Pleads Guilty To Maspeth Hit-And-Run
A Brooklyn man pled guilty last Friday, Apr. 20, for his role in the deadly hit-and-run accident last October in Maspeth which claimed the life of a popular neighborhood bar owner, law enforcement sources announced.
Peter Rodriguez, 37, of DeSales Place in Bushwick admitted to charges of criminally negligent homicide and leaving the scene of an accident without reporting during a hearing in Queens Criminal Court last Friday before Acting Queens Supreme Court Justice Dorothy Chin-Brandt.
Sentencing is scheduled to take place on May 7, and Rodriguez faces between 3 1/2 and seven years behind bars for causing the Oct. 15, 2011 head-on collision on the Long Island Expressway service road in Maspeth which killed 37-year-old George Gibbons, the owner of The Gibbons Home tavern on 69th Street in Maspeth.
“No amount of words can undo the damage or pain that [Rodriguez] has caused,” Queens District Attorney Richard A. Brown said in a statement last Friday. “Hopefully this guilty plea will give some measure of solace to the victim’s family and will serve as a measure of justice for a senseless death.
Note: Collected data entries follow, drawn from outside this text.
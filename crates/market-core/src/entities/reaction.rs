//! Reaction entity - a user's reaction ("like") on a piece of content

use chrono::{DateTime, Utc};

use crate::value_objects::{ContentType, EntityId, ReactionKind};

/// Reaction entity
///
/// At most one reaction exists per `(user_id, content_id, content_type, kind)`;
/// rows are created and deleted, never updated in place.
#[derive(Debug, Clone, PartialEq, Eq)]
pub struct Reaction {
    pub id: EntityId,
    /// Id of the liked content (contract id or comment id)
    pub content_id: EntityId,
    pub content_type: ContentType,
    pub kind: ReactionKind,
    /// The user who reacted
    pub user_id: EntityId,
    /// The user who authored the liked content
    pub content_owner_id: EntityId,
    pub created_time: DateTime<Utc>,
}

impl Reaction {
    /// Create a new "like" reaction with a fresh timestamp
    pub fn like(
        id: EntityId,
        content_id: EntityId,
        content_type: ContentType,
        user_id: EntityId,
        content_owner_id: EntityId,
    ) -> Self {
        Self {
            id,
            content_id,
            content_type,
            kind: ReactionKind::Like,
            user_id,
            content_owner_id,
            created_time: Utc::now(),
        }
    }

    /// Check whether the reaction was left by the owner of the content
    #[inline]
    pub fn is_self_reaction(&self) -> bool {
        self.user_id == self.content_owner_id
    }
}
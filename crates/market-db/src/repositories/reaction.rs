//! PostgreSQL implementation of ReactionRepository

use async_trait::async_trait;
use sqlx::PgPool;
use tracing::instrument;

use market_core::entities::Reaction;
use market_core::traits::{ReactionRepository, RepoResult};
use market_core::value_objects::{ContentType, EntityId, ReactionKind};

use crate::models::ReactionModel;

use super::error::map_db_error;

/// PostgreSQL implementation of ReactionRepository
#[derive(Clone)]
pub struct PgReactionRepository {
    pool: PgPool,
}

impl PgReactionRepository {
    /// Create a new PgReactionRepository
    pub fn new(pool: PgPool) -> Self {
        Self { pool }
    }
}

#[async_trait]
impl ReactionRepository for PgReactionRepository {
    #[instrument(skip(self))]
    async fn find(
        &self,
        content_type: ContentType,
        content_id: &EntityId,
        user_id: &EntityId,
        kind: ReactionKind,
    ) -> RepoResult<Option<Reaction>> {
        let result = sqlx::query_as::<_, ReactionModel>(
            r#"
            SELECT id, content_id, content_type, kind, user_id, content_owner_id, created_time
            FROM reactions
            WHERE content_type = $1 AND content_id = $2 AND user_id = $3 AND kind = $4
            "#,
        )
        .bind(content_type.as_str())
        .bind(content_id.as_str())
        .bind(user_id.as_str())
        .bind(kind.as_str())
        .fetch_optional(&self.pool)
        .await
        .map_err(map_db_error)?;

        result.map(Reaction::try_from).transpose()
    }

    #[instrument(skip(self))]
    async fn find_by_content(
        &self,
        content_type: ContentType,
        content_id: &EntityId,
        kind: ReactionKind,
    ) -> RepoResult<Vec<Reaction>> {
        let results = sqlx::query_as::<_, ReactionModel>(
            r#"
            SELECT id, content_id, content_type, kind, user_id, content_owner_id, created_time
            FROM reactions
            WHERE content_type = $1 AND content_id = $2 AND kind = $3
            ORDER BY created_time
            "#,
        )
        .bind(content_type.as_str())
        .bind(content_id.as_str())
        .bind(kind.as_str())
        .fetch_all(&self.pool)
        .await
        .map_err(map_db_error)?;

        results.into_iter().map(Reaction::try_from).collect()
    }

    #[instrument(skip(self))]
    async fn find_by_user_on_content(
        &self,
        content_type: ContentType,
        content_id: &EntityId,
        user_id: &EntityId,
    ) -> RepoResult<Vec<Reaction>> {
        let results = sqlx::query_as::<_, ReactionModel>(
            r#"
            SELECT id, content_id, content_type, kind, user_id, content_owner_id, created_time
            FROM reactions
            WHERE content_type = $1 AND content_id = $2 AND user_id = $3
            ORDER BY created_time
            "#,
        )
        .bind(content_type.as_str())
        .bind(content_id.as_str())
        .bind(user_id.as_str())
        .fetch_all(&self.pool)
        .await
        .map_err(map_db_error)?;

        results.into_iter().map(Reaction::try_from).collect()
    }

    #[instrument(skip(self))]
    async fn create(&self, reaction: &Reaction) -> RepoResult<bool> {
        // The unique index on (user_id, content_id, content_type, kind)
        // arbitrates concurrent inserts; losers report zero rows affected.
        let result = sqlx::query(
            r#"
            INSERT INTO reactions (id, content_id, content_type, kind, user_id, content_owner_id, created_time)
            VALUES ($1, $2, $3, $4, $5, $6, $7)
            ON CONFLICT (user_id, content_id, content_type, kind) DO NOTHING
            "#,
        )
        .bind(reaction.id.as_str())
        .bind(reaction.content_id.as_str())
        .bind(reaction.content_type.as_str())
        .bind(reaction.kind.as_str())
        .bind(reaction.user_id.as_str())
        .bind(reaction.content_owner_id.as_str())
        .bind(reaction.created_time)
        .execute(&self.pool)
        .await
        .map_err(map_db_error)?;

        Ok(result.rows_affected() > 0)
    }

    #[instrument(skip(self))]
    async fn delete_by_id(&self, id: &EntityId) -> RepoResult<bool> {
        let result = sqlx::query(
            r#"
            DELETE FROM reactions WHERE id = $1
            "#,
        )
        .bind(id.as_str())
        .execute(&self.pool)
        .await
        .map_err(map_db_error)?;

        Ok(result.rows_affected() > 0)
    }

    #[instrument(skip(self))]
    async fn count(
        &self,
        content_type: ContentType,
        content_id: &EntityId,
        kind: ReactionKind,
    ) -> RepoResult<i64> {
        let count = sqlx::query_scalar::<_, i64>(
            r#"
            SELECT COUNT(*)
            FROM reactions
            WHERE content_type = $1 AND content_id = $2 AND kind = $3
            "#,
        )
        .bind(content_type.as_str())
        .bind(content_id.as_str())
        .bind(kind.as_str())
        .fetch_one(&self.pool)
        .await
        .map_err(map_db_error)?;

        Ok(count)
    }
}

#[cfg(test)]
mod tests {
    use super::*;

    #[test]
    fn test_repo_is_send_sync() {
        fn assert_send_sync<T: Send + Sync>() {}
        assert_send_sync::<PgReactionRepository>();
    }
}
The sentence to be imposed-the maximum sentence allowed under the law-is appropriate based on the provable facts.”
As previously reported, the crash occurred at around 6:40 a.m. on Oct. 15, 2011 along the eastbound Queens Midtown Expressway near 58th Road.
Law enforcement sources said Gibbons was riding in the rear of a black 2003 Lincoln livery cab operated by a 59-year-old man traveling eastbound on the roadway when Rodriguez, who was operating a 2002 gray Chrysler Sebring and accompanied by a passenger, was traveling the wrong way westbound on the service road at speeds over the 30 mph speed limit.
Rodriguez’s ride then collided head-on with the taxi cab. Prosecutors said the force of the crash caused Gibbons to be thrown from the rear of the vehicle into the dashboard.
Following the collision, police said, Rodriguez and his passenger exited from the damaged sedan and fled from the location.
Members of the 104th Precinct responded to the scene along with EMS units. Gibbons, who suffered blunt force trauma to the head, neck and chest, was rushed to Elmhurst Hospital Center, where he was pronounced dead on arrival.
The taxi driver, meanwhile, was also brought to Elmhurst Hospital and treated for severe head, neck and back injuries. Rodriguez’s passenger was located with minor injuries and brought to Elmhurst Hospital for treatment; he was later placed under arrest by police on charges that he possessed a quantity of marijuana.
Following Gibbons’ death, family members, community leaders and local residents rallied to find the suspect in the hit-and-run accident, later determined to be Rodriguez. Wanted posters bearing Rodriguez’s mugshot and police contact information were placed on lampposts and other public fixtures around Maspeth and surrounding neighborhoods in the hope that someone would provide a tip that would lead to the suspect’s capture.
With the help of an anonymous tip to the NYPD Crime Stoppers hotline, law enforcement sources said, Rodriguez was tracked down in Connecticut on Nov. 15, 2011 and taken into custody by members of the U.S. Marshals New York/New Jersey Regional Fugitive Task Force. He was later extradited to Queens and has been held without bail since his arraignment.
The NYPD Highway Patrol Accident Investigation Squad conducted the inquiry into the crash.
The case was prosecuted by Senior Assistant District Attorney Robert S. Ciesla of the D.A.’s Homicide Investigations Bureau and Assistant District Attorney John Kosinski, chief of the D.A.’s Vehicular Homicide Unit, under the supervision of Assistant District Attorneys Peter T. Reese, bureau chief, and Peter J. Mc- Cormack III and Richard B. Schaeffer, deputy bureau chiefs.